Sunday Morning Coffee — June 17, 2018 — Happy Hour
Like almost everything else in life these days, getting on a bicycle used to be easier. Much easier.
Nevertheless, last Monday I put my left foot on the left pedal and then somehow raised my right leg over the rupture bar, swung it over the high seat and without making a scene landed my right foot on the right pedal. All I kept thinking was “don’t hurt yourself, don’t pull a groin muscle”; but then I thought at my age, a pulled groin muscle is almost a badger of honor. If nothing else it proves I still have one. And it sure beats a cinco de bypass.

A wonderful day of memories and smiles with Andi in Hyde Park last week.
Somebody, I think it was Donald J. Trump, once said that when you first learn to ride a bike you never forget how. I wasn’t so sure of that as, fully mounted, my first pedal turn in decades resulted in my latching onto a neighboring iron pole to stop what seemed like an inevitable fall.
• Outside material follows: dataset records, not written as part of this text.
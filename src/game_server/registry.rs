//! Registry - Race-start broadcast and race clock
//!
//! Starting a race writes `Start` into every team. The caller hands in
//! the collection of teams explicitly; each team is reached through a
//! unique `&mut`, so no two writers can ever touch the same team.

use rayon::prelude::*;
use serde::{Deserialize, Serialize};

use crate::game_server::team::RaceSimulation;

/// Source of every team taking part in a race
pub trait TeamRegistry {
    /// Run `f` once on each team, in any order.
    fn for_each_team(&mut self, f: &(dyn Fn(&mut RaceSimulation) + Sync));

    fn team_count(&self) -> usize;
}

impl TeamRegistry for [RaceSimulation] {
    fn for_each_team(&mut self, f: &(dyn Fn(&mut RaceSimulation) + Sync)) {
        self.par_iter_mut().for_each(|team| f(team));
    }

    fn team_count(&self) -> usize {
        self.len()
    }
}

impl TeamRegistry for Vec<RaceSimulation> {
    fn for_each_team(&mut self, f: &(dyn Fn(&mut RaceSimulation) + Sync)) {
        self.as_mut_slice().for_each_team(f);
    }

    fn team_count(&self) -> usize {
        self.len()
    }
}

/// Elapsed race time, advanced by tick deltas
#[derive(Debug, Clone, Copy, Default, PartialEq, Serialize, Deserialize)]
pub struct RaceTimer {
    elapsed: f32,
    running: bool,
}

impl RaceTimer {
    pub fn started() -> Self {
        Self {
            elapsed: 0.0,
            running: true,
        }
    }

    pub fn tick(&mut self, delta: f32) {
        if self.running {
            self.elapsed += delta;
        }
    }

    pub fn stop(&mut self) {
        self.running = false;
    }

    pub fn elapsed(&self) -> f32 {
        self.elapsed
    }

    pub fn is_running(&self) -> bool {
        self.running
    }
}

/// Broadcast `Start` to every team and start the race clock.
pub fn start_race<R: TeamRegistry + ?Sized>(registry: &mut R) -> RaceTimer {
    let timer = RaceTimer::started();
    registry.for_each_team(&|team: &mut RaceSimulation| team.start());
    log::info!("Race started for {} teams", registry.team_count());
    timer
}
//! Race - Team lanes, timing and finish detection
//!
//! Owns one lane per team, the race clock and the results table. Each
//! tick every lane advances its team, moves along the track and feeds
//! zone crossings back into the team's stage machine.

use rand::rngs::StdRng;
use rand::SeedableRng;
use rayon::prelude::*;
use serde::{Deserialize, Serialize};

use crate::game_server::boundary::BoundaryLookup;
use crate::game_server::config::{ConfigError, RaceConfig};
use crate::game_server::registry::{start_race, RaceTimer, TeamRegistry};
use crate::game_server::stage::BoundaryEventKind;
use crate::game_server::team::{RaceSimulation, TeamSignal, TeamSnapshot};
use crate::game_server::track::{Track, ZoneTracker};

/// Race status
#[derive(Debug, Clone, Copy, PartialEq, Eq, Serialize, Deserialize)]
pub enum RaceStatus {
    NotStarted,
    Racing,
    Finished,
}

/// How a team's race ended
#[derive(Debug, Clone, Copy, PartialEq, Eq, Serialize, Deserialize)]
pub enum RaceOutcome {
    /// Every runner completed their leg
    Completed,
    /// The active runner ran out of energy
    Depleted,
}

#[derive(Debug, Clone, Serialize, Deserialize)]
pub struct RaceResult {
    pub team: usize,
    pub team_name: String,
    pub outcome: RaceOutcome,
    pub finish_time: f32,
    /// Finishing place; `None` for teams that did not complete
    pub position: Option<u32>,
    pub legs_completed: u32,
}

/// Team signal tagged with the lane it came from
#[derive(Debug, Clone, Copy, PartialEq, Serialize, Deserialize)]
pub struct RaceEvent {
    pub team: usize,
    pub signal: TeamSignal,
}

/// One team on the track
#[derive(Debug, Clone)]
pub struct Lane {
    pub name: String,
    pub sim: RaceSimulation,
    /// Distance from the start line
    pub position: f32,
    tracker: ZoneTracker,
}

impl Lane {
    pub fn new(name: String, sim: RaceSimulation, track: &Track) -> Self {
        Self {
            name,
            sim,
            position: 0.0,
            tracker: ZoneTracker::new(track, 0.0),
        }
    }

    /// Put the body back at `position` without reporting crossings
    pub fn place(&mut self, position: f32, track: &Track) {
        self.position = position;
        self.tracker = ZoneTracker::new(track, position);
    }

    /// Advance the team one tick and apply any zone crossings
    fn step(&mut self, delta: f32, track: &Track) -> Vec<TeamSignal> {
        let step = self.sim.advance(delta);

        if step.is_moving() {
            self.position += step.displacement;

            for crossing in self.tracker.update(track, self.position) {
                let zone = &track.zones[crossing.zone];
                if self.sim.handle_boundary(crossing.kind, &zone.rules) {
                    log::debug!(
                        "{} crossed {} ({}) and the race stage has changed to {}",
                        self.name,
                        zone.name,
                        crossing.kind,
                        self.sim.stage()
                    );
                }
            }
        }

        self.sim.drain_signals()
    }
}

/// Complete race state
#[derive(Debug, Clone)]
pub struct Race {
    /// Race configuration
    pub config: RaceConfig,
    /// Current race status
    pub status: RaceStatus,
    /// One lane per team
    pub lanes: Vec<Lane>,
    /// Race clock, started by the start broadcast
    pub timer: RaceTimer,
    /// Completed and depleted teams in the order they stopped
    pub results: Vec<RaceResult>,
    events: Vec<RaceEvent>,
}

impl Race {
    /// Create a new race with the given configuration
    pub fn new(config: RaceConfig) -> Result<Self, ConfigError> {
        config.validate()?;
        Ok(Self {
            config,
            status: RaceStatus::NotStarted,
            lanes: Vec::new(),
            timer: RaceTimer::default(),
            results: Vec::new(),
            events: Vec::new(),
        })
    }

    /// Draw each team's base speed and acceleration from the seeded RNG
    pub fn generate_teams(&mut self) {
        let mut rng = StdRng::seed_from_u64(self.config.seed);
        let tuning = &self.config.team;
        let track = &self.config.track;

        self.lanes = self
            .config
            .team_names
            .iter()
            .map(|name| {
                let sim = RaceSimulation::generate(tuning, &mut rng);
                log::debug!(
                    "{} generated: initial speed {:.3}, increment {:.4}",
                    name,
                    sim.initial_speed(),
                    sim.acceleration_increment()
                );
                Lane::new(name.clone(), sim, track)
            })
            .collect();
    }

    /// Line every team up on the start line
    pub fn setup_starting_positions(&mut self) {
        let track = &self.config.track;
        for lane in &mut self.lanes {
            lane.place(0.0, track);
        }
    }

    /// Broadcast Start to every team and start the clock
    pub fn start(&mut self) {
        if self.status != RaceStatus::NotStarted {
            return;
        }

        let timer = start_race(self);
        self.timer = timer;
        self.status = RaceStatus::Racing;

        for lane in &self.lanes {
            log::info!("{} starts heading {}", lane.name, lane.sim.initial_direction());
        }
    }

    /// Update race state
    pub fn update(&mut self, delta: f32) {
        match self.status {
            RaceStatus::NotStarted | RaceStatus::Finished => {}

            RaceStatus::Racing => {
                self.timer.tick(delta);

                let track = &self.config.track;
                let batches: Vec<Vec<TeamSignal>> = self
                    .lanes
                    .par_iter_mut()
                    .map(|lane| lane.step(delta, track))
                    .collect();

                for (team, signals) in batches.into_iter().enumerate() {
                    for signal in signals {
                        self.record(team, signal);
                    }
                }

                if self.lanes.iter().all(|lane| lane.sim.is_stopped()) {
                    self.timer.stop();
                    self.status = RaceStatus::Finished;
                    log::info!("Race finished after {:.3}s", self.timer.elapsed());
                }
            }
        }
    }

    fn record(&mut self, team: usize, signal: TeamSignal) {
        let settled = self.has_result(team);
        let lane = &self.lanes[team];

        match signal {
            TeamSignal::RunnerChanged { runner_index } => {
                log::info!("{} hands off, runner index now {}", lane.name, runner_index);
            }
            TeamSignal::Finished | TeamSignal::EnergyDepleted if settled => {
                log::warn!("{} already has a result; ignoring {:?}", lane.name, signal);
            }
            TeamSignal::Finished => {
                let position = self
                    .results
                    .iter()
                    .filter(|r| r.outcome == RaceOutcome::Completed)
                    .count() as u32
                    + 1;
                log::info!(
                    "{} finished in place {} at {:.3}s",
                    lane.name,
                    position,
                    self.timer.elapsed()
                );
                self.results.push(RaceResult {
                    team,
                    team_name: lane.name.clone(),
                    outcome: RaceOutcome::Completed,
                    finish_time: self.timer.elapsed(),
                    position: Some(position),
                    legs_completed: lane.sim.runner_index(),
                });
            }
            TeamSignal::EnergyDepleted => {
                log::warn!(
                    "{} runner {} ran out of energy at {:.2}",
                    lane.name,
                    lane.sim.active_runner(),
                    lane.position
                );
                self.results.push(RaceResult {
                    team,
                    team_name: lane.name.clone(),
                    outcome: RaceOutcome::Depleted,
                    finish_time: self.timer.elapsed(),
                    position: None,
                    legs_completed: lane.sim.runner_index(),
                });
            }
            TeamSignal::StageChanged { .. } | TeamSignal::TimerStopped => {}
        }

        self.events.push(RaceEvent { team, signal });
    }

    /// True once the team finished or ran out of energy
    pub fn has_result(&self, team: usize) -> bool {
        self.results.iter().any(|r| r.team == team)
    }

    /// Apply a boundary event reported by an external overlap detector
    ///
    /// Returns false for unknown teams, teams that already have a result
    /// and events that change nothing.
    pub fn boundary_event(
        &mut self,
        team: usize,
        kind: BoundaryEventKind,
        rules: &BoundaryLookup,
    ) -> bool {
        if self.has_result(team) {
            return false;
        }
        match self.lanes.get_mut(team) {
            Some(lane) => lane.sim.handle_boundary(kind, rules),
            None => false,
        }
    }

    /// Same as `boundary_event`, using a zone's rules from the configured track
    pub fn zone_event(&mut self, team: usize, zone: usize, kind: BoundaryEventKind) -> bool {
        if self.has_result(team) {
            return false;
        }
        let Some(zone) = self.config.track.zones.get(zone) else {
            return false;
        };
        match self.lanes.get_mut(team) {
            Some(lane) => lane.sim.handle_boundary(kind, &zone.rules),
            None => false,
        }
    }

    /// Take the events recorded since the last call
    pub fn take_events(&mut self) -> Vec<RaceEvent> {
        std::mem::take(&mut self.events)
    }

    /// Get compact snapshot for display or serialization
    pub fn get_snapshot(&self) -> RaceSnapshot {
        RaceSnapshot {
            status: self.status,
            elapsed_time: self.timer.elapsed(),
            teams: self.lanes.iter().map(LaneSnapshot::from).collect(),
            finisher_count: self
                .results
                .iter()
                .filter(|r| r.outcome == RaceOutcome::Completed)
                .count() as u32,
        }
    }
}

impl TeamRegistry for Race {
    fn for_each_team(&mut self, f: &(dyn Fn(&mut RaceSimulation) + Sync)) {
        self.lanes.par_iter_mut().for_each(|lane| f(&mut lane.sim));
    }

    fn team_count(&self) -> usize {
        self.lanes.len()
    }
}

#[derive(Debug, Clone, Serialize, Deserialize)]
pub struct LaneSnapshot {
    pub name: String,
    pub position: f32,
    #[serde(flatten)]
    pub team: TeamSnapshot,
}

impl From<&Lane> for LaneSnapshot {
    fn from(lane: &Lane) -> Self {
        Self {
            name: lane.name.clone(),
            position: lane.position,
            team: lane.sim.snapshot(),
        }
    }
}

/// Compact race snapshot for display or serialization
#[derive(Debug, Clone, Serialize, Deserialize)]
pub struct RaceSnapshot {
    pub status: RaceStatus,
    pub elapsed_time: f32,
    pub teams: Vec<LaneSnapshot>,
    pub finisher_count: u32,
}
On the second pedal turn I swung the other way which fortunately had the bike rack cemented to the pavement for me to grab for balance.
Andi wanted to go bike riding in London’s pretty Hyde Park last week and in a senior moment, I agreed to go with her.
Truth is, it turned out to be a very pleasant hour. A happy hour. Once I got going and figured which brake, the front or back, wouldn’t throw me off the two-quid-per-hour rented cycle, the rest became a muscle memory recall of how to do it. It came back to me just like the President said it would.
London is one of my happy places of life. Being on that bicycle, and not falling off, was a happy moment. I smiled remembering my dad teaching me to ride, sans training wheels, back in the late 1950s and then me doing the same for my kids in the 80s. The first time you let go of the back of the seat and see the wheels go around on their own is a moment of fear and joy that will never leave.
Today is my first Father’s Day without my dad. I can smile.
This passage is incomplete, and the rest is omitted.